Positive and Negative Habits

It is easy to think of positive habits such as regular exercise and negative ones such as smoking, but often it is our subtler habits that prevent us from achieving our goals. In the case of a runner, a cue may be a perceived lack of fitness returning from injury, a behaviour may be a hard 10-mile run and a reward may be an endorphin rush. However, as we have discussed many times on this blog, this habit can often lead to injury. Another everyday example that is referred to in the book is the cue of needing a break from working at your desk. The behaviour involves going to a café with a colleague and the reward is social interaction and a break from work. The risk of this habit is that a trip to a café will often involve a chocolate slice and before long, a need for social interaction and a break also leads to weight gain. Identifying the cue and reward is the first step to positively altering the behaviour.

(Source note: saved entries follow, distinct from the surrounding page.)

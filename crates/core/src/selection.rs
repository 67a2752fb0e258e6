use std::collections::BTreeSet;

/// The set of rows currently marked for deletion.
///
/// Membership is toggled by row interaction; indices are kept ordered so
/// iteration walks the grid top to bottom.
#[derive(Debug, Clone, Default, PartialEq, Eq)]
pub struct RowSelection {
    rows: BTreeSet<usize>,
}

impl RowSelection {
    /// Create an empty selection.
    pub fn new() -> Self {
        Self::default()
    }

    /// Check if a row is selected.
    pub fn contains(&self, row: usize) -> bool {
        self.rows.contains(&row)
    }

    /// Add the row if absent, remove it if present.
    pub fn toggle(&mut self, row: usize) {
        if !self.rows.remove(&row) {
            self.rows.insert(row);
        }
    }

    /// Drop every selected row.
    pub fn clear(&mut self) {
        self.rows.clear();
    }

    pub fn is_empty(&self) -> bool {
        self.rows.is_empty()
    }

    /// Number of selected rows.
    pub fn len(&self) -> usize {
        self.rows.len()
    }

    /// Iterate over selected row indices in ascending order.
    pub fn iter(&self) -> impl Iterator<Item = usize> + '_ {
        self.rows.iter().copied()
    }

    /// Largest selected index, if any row is selected.
    pub fn max(&self) -> Option<usize> {
        self.rows.iter().next_back().copied()
    }
}
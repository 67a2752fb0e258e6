// Configuration loading

pub mod settings;
pub mod theme;

/// Framework-agnostic RGB color
#[derive(Debug, Clone, Copy, PartialEq, Eq)]
pub struct Color {
    pub r: u8,
    pub g: u8,
    pub b: u8,
}

impl Color {
    pub const fn from_rgb(r: u8, g: u8, b: u8) -> Self {
        Self { r, g, b }
    }

    /// Convert from hex u32 (0xRRGGBB)
    pub const fn from_hex(hex: u32) -> Self {
        Self {
            r: ((hex >> 16) & 0xFF) as u8,
            g: ((hex >> 8) & 0xFF) as u8,
            b: (hex & 0xFF) as u8,
        }
    }
}
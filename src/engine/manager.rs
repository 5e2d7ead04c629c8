// src/engine/manager.rs

//! Owner of submitted computations and of the published result cache.
//!
//! The manager is the single writer: it derives a new [`ResultCache`]
//! snapshot for every batch of changes and publishes it wholesale. Readers
//! obtained through [`ComputationManager::reader`] only ever see complete
//! snapshots, possibly one batch behind.

use std::collections::{HashMap, HashSet};
use std::fmt;
use std::sync::{Arc, RwLock};

use tracing::{debug, info, warn};

use crate::cache::{ComputationResult, ResultCache, TracingObserver, UpdatePolicy};
use crate::config::TrackerConfig;
use crate::dag::{Computation, DependencyMap, ExecutionItem, TrackedGraph};
use crate::errors::{Result, TrackdagError};
use crate::path::{ComputationId, GlobalPath, SessionId};

/// Key of a submitted computation.
#[derive(Debug, Clone, PartialEq, Eq, Hash)]
pub struct ComputationKey {
    pub session: SessionId,
    pub computation: ComputationId,
}

impl ComputationKey {
    pub fn new(session: SessionId, computation: ComputationId) -> Self {
        Self {
            session,
            computation,
        }
    }

    pub fn of(path: &GlobalPath) -> Self {
        Self::new(path.session().clone(), path.computation().clone())
    }
}

impl fmt::Display for ComputationKey {
    fn fmt(&self, f: &mut fmt::Formatter<'_>) -> fmt::Result {
        write!(f, "//{}/{}", self.session, self.computation)
    }
}

/// A validated computation plus the views derived from it at submission.
#[derive(Debug)]
pub struct TrackedComputation {
    key: ComputationKey,
    computation: Computation,
    tracked: HashSet<GlobalPath>,
    closures: DependencyMap,
    graph: TrackedGraph,
    order: Vec<GlobalPath>,
    output: GlobalPath,
}

impl TrackedComputation {
    fn new(key: ComputationKey, computation: Computation) -> Result<Self> {
        let tracked_paths = computation.tracked_paths();
        let closures = computation.tracked_dependencies();
        let graph = TrackedGraph::new(&tracked_paths, &closures);
        let order = graph.request_order()?.into_iter().cloned().collect();
        let output = computation.output()?.path.clone();

        Ok(Self {
            key,
            tracked: tracked_paths.into_iter().collect(),
            computation,
            closures,
            graph,
            order,
            output,
        })
    }

    pub fn key(&self) -> &ComputationKey {
        &self.key
    }

    pub fn computation(&self) -> &Computation {
        &self.computation
    }

    pub fn is_tracked(&self, path: &GlobalPath) -> bool {
        self.tracked.contains(path)
    }

    /// Tracked-to-tracked dependency map.
    pub fn closures(&self) -> &DependencyMap {
        &self.closures
    }

    pub fn graph(&self) -> &TrackedGraph {
        &self.graph
    }

    /// Tracked paths, prerequisites first.
    pub fn request_order(&self) -> &[GlobalPath] {
        &self.order
    }

    pub fn prerequisites_of(&self, path: &GlobalPath) -> &[GlobalPath] {
        self.closures.get(path).map(Vec::as_slice).unwrap_or(&[])
    }

    pub fn output(&self) -> &GlobalPath {
        &self.output
    }
}

/// A tracked checkpoint the engine may now be asked to materialize.
#[derive(Debug, Clone, PartialEq, Eq)]
pub struct CheckpointRequest {
    pub path: GlobalPath,
    /// Tracked checkpoints it depends on, all already `Done`.
    pub after: Vec<GlobalPath>,
}

/// State of one tracked item, as listed by
/// [`ComputationManager::computation_status`].
#[derive(Debug, Clone, PartialEq, Eq)]
pub struct CheckpointStatus<T, E = String> {
    pub path: GlobalPath,
    pub state: Option<ComputationResult<T, E>>,
    /// A prerequisite (direct or through other checkpoints) failed.
    pub blocked: bool,
}

/// Cloneable read handle onto the published snapshot.
#[derive(Debug)]
pub struct SnapshotReader<T, E = String> {
    published: Arc<RwLock<ResultCache<T, E>>>,
}

impl<T, E> Clone for SnapshotReader<T, E> {
    fn clone(&self) -> Self {
        Self {
            published: Arc::clone(&self.published),
        }
    }
}

impl<T, E> SnapshotReader<T, E> {
    /// The currently published snapshot.
    pub fn snapshot(&self) -> ResultCache<T, E> {
        match self.published.read() {
            Ok(guard) => guard.clone(),
            Err(poisoned) => poisoned.into_inner().clone(),
        }
    }
}

impl<T: Clone, E: Clone> SnapshotReader<T, E> {
    pub fn status(&self, path: &GlobalPath) -> Option<ComputationResult<T, E>> {
        self.snapshot().status(path).cloned()
    }

    pub fn final_result(&self, path: &GlobalPath) -> Option<T> {
        self.snapshot().final_result(path).cloned()
    }
}

/// Single-writer owner of computations and their results.
#[derive(Debug)]
pub struct ComputationManager<T, E = String> {
    computations: HashMap<ComputationKey, Arc<TrackedComputation>>,
    /// Submission order, for deterministic iteration.
    submitted: Vec<ComputationKey>,
    current: ResultCache<T, E>,
    published: Arc<RwLock<ResultCache<T, E>>>,
    policy: UpdatePolicy,
    max_items: usize,
}

impl<T: Clone, E: Clone> ComputationManager<T, E> {
    pub fn new(config: &TrackerConfig) -> Self {
        Self {
            computations: HashMap::new(),
            submitted: Vec::new(),
            current: ResultCache::new(),
            published: Arc::new(RwLock::new(ResultCache::new())),
            policy: config.cache.update_policy,
            max_items: config.limits.max_items,
        }
    }

    pub fn policy(&self) -> UpdatePolicy {
        self.policy
    }

    pub fn reader(&self) -> SnapshotReader<T, E> {
        SnapshotReader {
            published: Arc::clone(&self.published),
        }
    }

    /// The writer's current snapshot (identical to the published one).
    pub fn snapshot(&self) -> &ResultCache<T, E> {
        &self.current
    }

    /// Validate and register a computation, seeding its tracked items as
    /// `Scheduled`. Any error rejects the whole submission.
    pub fn submit(
        &mut self,
        session: SessionId,
        computation: ComputationId,
        items: Vec<ExecutionItem>,
    ) -> Result<Arc<TrackedComputation>> {
        let key = ComputationKey::new(session, computation);

        if items.len() > self.max_items {
            return Err(TrackdagError::TooManyItems {
                count: items.len(),
                limit: self.max_items,
            });
        }
        if self.computations.contains_key(&key) {
            return Err(TrackdagError::DuplicateComputation(key.to_string()));
        }
        for item in &items {
            let foreign = std::iter::once(&item.path)
                .chain(item.all_deps())
                .find(|p| !p.belongs_to(&key.session, &key.computation));
            if let Some(path) = foreign {
                return Err(TrackdagError::ForeignItem {
                    item: path.clone(),
                    computation: key.to_string(),
                });
            }
        }

        let computation = Computation::create(key.computation.clone(), items)?;
        let tracked = Arc::new(TrackedComputation::new(key.clone(), computation)?);

        let seeds: Vec<_> = tracked
            .request_order()
            .iter()
            .map(|path| (path.clone(), ComputationResult::Scheduled))
            .collect();
        self.apply(seeds);

        info!(
            computation = %key,
            tracked = tracked.request_order().len(),
            output = %tracked.output(),
            "computation accepted"
        );

        self.computations.insert(key.clone(), Arc::clone(&tracked));
        self.submitted.push(key);
        Ok(tracked)
    }

    /// Record engine reports. Reports for paths that are not tracked items of
    /// a known computation are dropped.
    ///
    /// Returns the version of the published snapshot.
    pub fn report<I>(&mut self, batch: I) -> u64
    where
        I: IntoIterator<Item = (GlobalPath, ComputationResult<T, E>)>,
    {
        let accepted: Vec<_> = batch
            .into_iter()
            .filter(|(path, _)| {
                let known = self
                    .computations
                    .get(&ComputationKey::of(path))
                    .is_some_and(|c| c.is_tracked(path));
                if !known {
                    warn!(path = %path, "report for unknown or untracked path; dropping");
                }
                known
            })
            .collect();

        if !accepted.is_empty() {
            self.apply(accepted);
        }
        self.current.version()
    }

    /// Checkpoints that are `Scheduled` and whose prerequisites are all
    /// `Done`. They are marked `Running` before being returned.
    pub fn take_ready(&mut self) -> Vec<CheckpointRequest> {
        let mut ready = Vec::new();

        for key in &self.submitted {
            let Some(tracked) = self.computations.get(key) else {
                continue;
            };
            for path in tracked.request_order() {
                let scheduled = matches!(self.current.status(path), Some(ComputationResult::Scheduled));
                if !scheduled {
                    continue;
                }
                let after = tracked.prerequisites_of(path);
                let satisfied = after
                    .iter()
                    .all(|dep| self.current.status(dep).is_some_and(ComputationResult::is_done));
                if satisfied {
                    debug!(path = %path, after = after.len(), "checkpoint ready");
                    ready.push(CheckpointRequest {
                        path: path.clone(),
                        after: after.to_vec(),
                    });
                }
            }
        }

        if !ready.is_empty() {
            let running: Vec<_> = ready
                .iter()
                .map(|r| (r.path.clone(), ComputationResult::Running))
                .collect();
            self.apply(running);
        }

        ready
    }

    pub fn status(&self, path: &GlobalPath) -> Option<&ComputationResult<T, E>> {
        self.current.status(path)
    }

    pub fn final_result(&self, path: &GlobalPath) -> Option<&T> {
        self.current.final_result(path)
    }

    pub fn computation(&self, key: &ComputationKey) -> Option<&Arc<TrackedComputation>> {
        self.computations.get(key)
    }

    pub fn computations(&self) -> impl Iterator<Item = &Arc<TrackedComputation>> {
        self.submitted.iter().filter_map(|key| self.computations.get(key))
    }

    /// State of the computation's output item.
    pub fn output_result(&self, key: &ComputationKey) -> Result<Option<&ComputationResult<T, E>>> {
        let tracked = self.lookup(key)?;
        Ok(self.current.status(tracked.output()))
    }

    /// Every tracked item of a computation with its current state, in
    /// request order.
    pub fn computation_status(&self, key: &ComputationKey) -> Result<Vec<CheckpointStatus<T, E>>> {
        let tracked = self.lookup(key)?;
        let blocked = self.blocked_in(tracked);

        Ok(tracked
            .request_order()
            .iter()
            .map(|path| CheckpointStatus {
                path: path.clone(),
                state: self.current.status(path).cloned(),
                blocked: blocked.contains(path),
            })
            .collect())
    }

    /// Whether every submitted computation has a terminal output, or one
    /// that can no longer run because a prerequisite failed.
    pub fn is_settled(&self) -> bool {
        self.computations().all(|tracked| {
            let output = tracked.output();
            self.current.status(output).is_some_and(ComputationResult::is_terminal)
                || self.blocked_in(tracked).contains(output)
        })
    }

    fn lookup(&self, key: &ComputationKey) -> Result<&Arc<TrackedComputation>> {
        self.computations
            .get(key)
            .ok_or_else(|| TrackdagError::UnknownComputation(key.to_string()))
    }

    /// Non-terminal checkpoints downstream of a failed one.
    fn blocked_in(&self, tracked: &TrackedComputation) -> HashSet<GlobalPath> {
        let mut blocked: HashSet<GlobalPath> = HashSet::new();
        for path in tracked.request_order() {
            if self.current.status(path).is_some_and(ComputationResult::is_terminal) {
                continue;
            }
            let upstream_failed = tracked.prerequisites_of(path).iter().any(|dep| {
                blocked.contains(dep)
                    || matches!(self.current.status(dep), Some(ComputationResult::Failed(_)))
            });
            if upstream_failed {
                blocked.insert(path.clone());
            }
        }
        blocked
    }

    fn apply(&mut self, batch: Vec<(GlobalPath, ComputationResult<T, E>)>) {
        self.current = self
            .current
            .update_with(batch, self.policy, &mut TracingObserver);
        self.publish();
    }

    fn publish(&self) {
        let mut guard = match self.published.write() {
            Ok(guard) => guard,
            Err(poisoned) => poisoned.into_inner(),
        };
        *guard = self.current.clone();
        debug!(version = self.current.version(), "published result snapshot");
    }
}
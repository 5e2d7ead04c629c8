// src/errors.rs

//! Crate-wide error type and result alias.

use thiserror::Error;

use crate::path::{ComputationId, GlobalPath};

#[derive(Error, Debug)]
pub enum TrackdagError {
    /// A direct or logical dependency names a path that was not submitted
    /// before the item referencing it.
    #[error("item '{item}' depends on '{missing}', which does not appear earlier in the submission")]
    OutOfTopologicalOrder {
        item: GlobalPath,
        missing: GlobalPath,
    },

    #[error("item '{item}' appears more than once in the submission")]
    DuplicateItem { item: GlobalPath },

    /// The last submitted item is not a `Local` node (or nothing was submitted).
    #[error("{}", missing_terminal_message(.last))]
    MissingTerminalLocal { last: Option<GlobalPath> },

    #[error("computation '{0}' has no local output item")]
    NoOutput(ComputationId),

    #[error("Invalid path: {0}")]
    InvalidPath(String),

    #[error("item '{item}' does not belong to computation '{computation}'")]
    ForeignItem { item: GlobalPath, computation: String },

    #[error("Computation already submitted: {0}")]
    DuplicateComputation(String),

    #[error("Computation not found: {0}")]
    UnknownComputation(String),

    #[error("submission has {count} items, limit is {limit}")]
    TooManyItems { count: usize, limit: usize },

    #[error("Configuration error: {0}")]
    ConfigError(String),

    #[error("IO error: {0}")]
    IoError(#[from] std::io::Error),

    #[error("TOML parsing error: {0}")]
    TomlError(#[from] toml::de::Error),

    #[error(transparent)]
    Other(#[from] anyhow::Error),
}

fn missing_terminal_message(last: &Option<GlobalPath>) -> String {
    match last {
        Some(path) => format!("last item '{path}' must have local locality"),
        None => "computation must contain at least one item".to_string(),
    }
}

pub use anyhow::Error;
pub type Result<T> = std::result::Result<T, TrackdagError>;
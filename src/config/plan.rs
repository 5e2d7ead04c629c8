// src/config/plan.rs

//! Plan files: a single computation described in TOML.
//!
//! ```toml
//! session = "s1"
//! computation = "c1"
//!
//! [[item]]
//! path = "load/users"
//! locality = "local"
//!
//! [[item]]
//! path = "join"
//! locality = "distributed"
//! deps = ["load/users"]
//! ```
//!
//! Item paths and dependencies are computation-local and get lifted to
//! global paths under the plan's session and computation.

use serde::Deserialize;

use crate::dag::{ExecutionItem, Locality};
use crate::errors::{Result, TrackdagError};
use crate::path::{ComputationId, GlobalPath, Path, SessionId};

#[derive(Debug, Clone, Deserialize)]
#[serde(deny_unknown_fields)]
pub struct PlanFile {
    pub session: String,
    pub computation: String,
    #[serde(default)]
    pub item: Vec<PlanItem>,
}

#[derive(Debug, Clone, Deserialize)]
#[serde(deny_unknown_fields)]
pub struct PlanItem {
    pub path: String,
    pub locality: Locality,
    #[serde(default)]
    pub deps: Vec<String>,
    #[serde(default)]
    pub logical_deps: Vec<String>,
}

/// A plan with ids parsed and items lifted to global paths.
#[derive(Debug, Clone)]
pub struct Plan {
    pub session: SessionId,
    pub computation: ComputationId,
    pub items: Vec<ExecutionItem>,
}

impl TryFrom<PlanFile> for Plan {
    type Error = TrackdagError;

    fn try_from(file: PlanFile) -> std::result::Result<Self, Self::Error> {
        let session = SessionId::new(&file.session)?;
        let computation = ComputationId::new(&file.computation)?;

        let lift = |local: &str| -> Result<GlobalPath> {
            Ok(GlobalPath::new(
                session.clone(),
                computation.clone(),
                Path::parse(local)?,
            ))
        };

        let mut items = Vec::with_capacity(file.item.len());
        for item in &file.item {
            let deps = item.deps.iter().map(|d| lift(d.as_str())).collect::<Result<Vec<_>>>()?;
            let logical = item
                .logical_deps
                .iter()
                .map(|d| lift(d.as_str()))
                .collect::<Result<Vec<_>>>()?;
            items.push(
                ExecutionItem::new(lift(item.path.as_str())?, item.locality)
                    .with_deps(deps)
                    .with_logical_deps(logical),
            );
        }

        Ok(Self {
            session,
            computation,
            items,
        })
    }
}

In the case of the runner, an alternative behaviour is to cross-train when low fitness is perceived on return from injury. This is ensuring that the same cue leads to a different behaviour but a similar reward without the injury. Identifying the need for a break and social interaction in the office-worker is the first step toward encouraging colleagues to take a walk together or make a coffee in the nearby kitchen. The cue and reward often remain fixed but we can alter the behaviour.

Weakening Habits

I have written previously that headspace is essential if you wish to train your body rather than exercise it. Exercise (an easy run) adds to your headspace but training (a tempo session) takes from it. Therefore, our self-control (previously written about on this blog) in relation to positive habit formation is dependent on how much headspace we have available. For example, if you over-work during the week or are in high stress personal situations, you are more likely to accept an offer of Friday night dinner and drinks and less likely to get up in time to break your 5km best at park run. The key concept to understand here would be: why do I work so hard? Can I alter it? What is in my control and what is not? Adapting behaviours to solve the problem of overwork during the week will bring the reward of the headspace that allows you to have one drink, go home, get a good sleep, and deliver a good run session the next morning (the reward you really crave).

Strengthening Habits

A key to sustaining habits over the longer term is to find meaning. One of the things that enables me to endure the boredom of doing the basics consistently well is the goal and the meaning associated with it. Last season, I had a goal of breaking 34 minutes for 10km. It was full of meaning due to spending so much time injured during my 20’s. I had learned the consistent behaviours required and was willing to exhibit them for an extended period of time in order to achieve the reward. Conversely, I had also learned the negative behaviours to avoid, that brought only short term reward and long term injury.

In my next blog I will discuss how when runners develop habits that become unconscious it can sustain them during periods when hunger to train is lower. The sort of hunger I am referring to is not that which comes from not having enough headspace and self-control, but that which comes from commitment fatigue and the need to develop new meaning. In the mean-time get working on those positive habit formations in all areas of your life. Changing one habit can lead to a cascade of other positive habits – the author of the book calls it a keystone habit!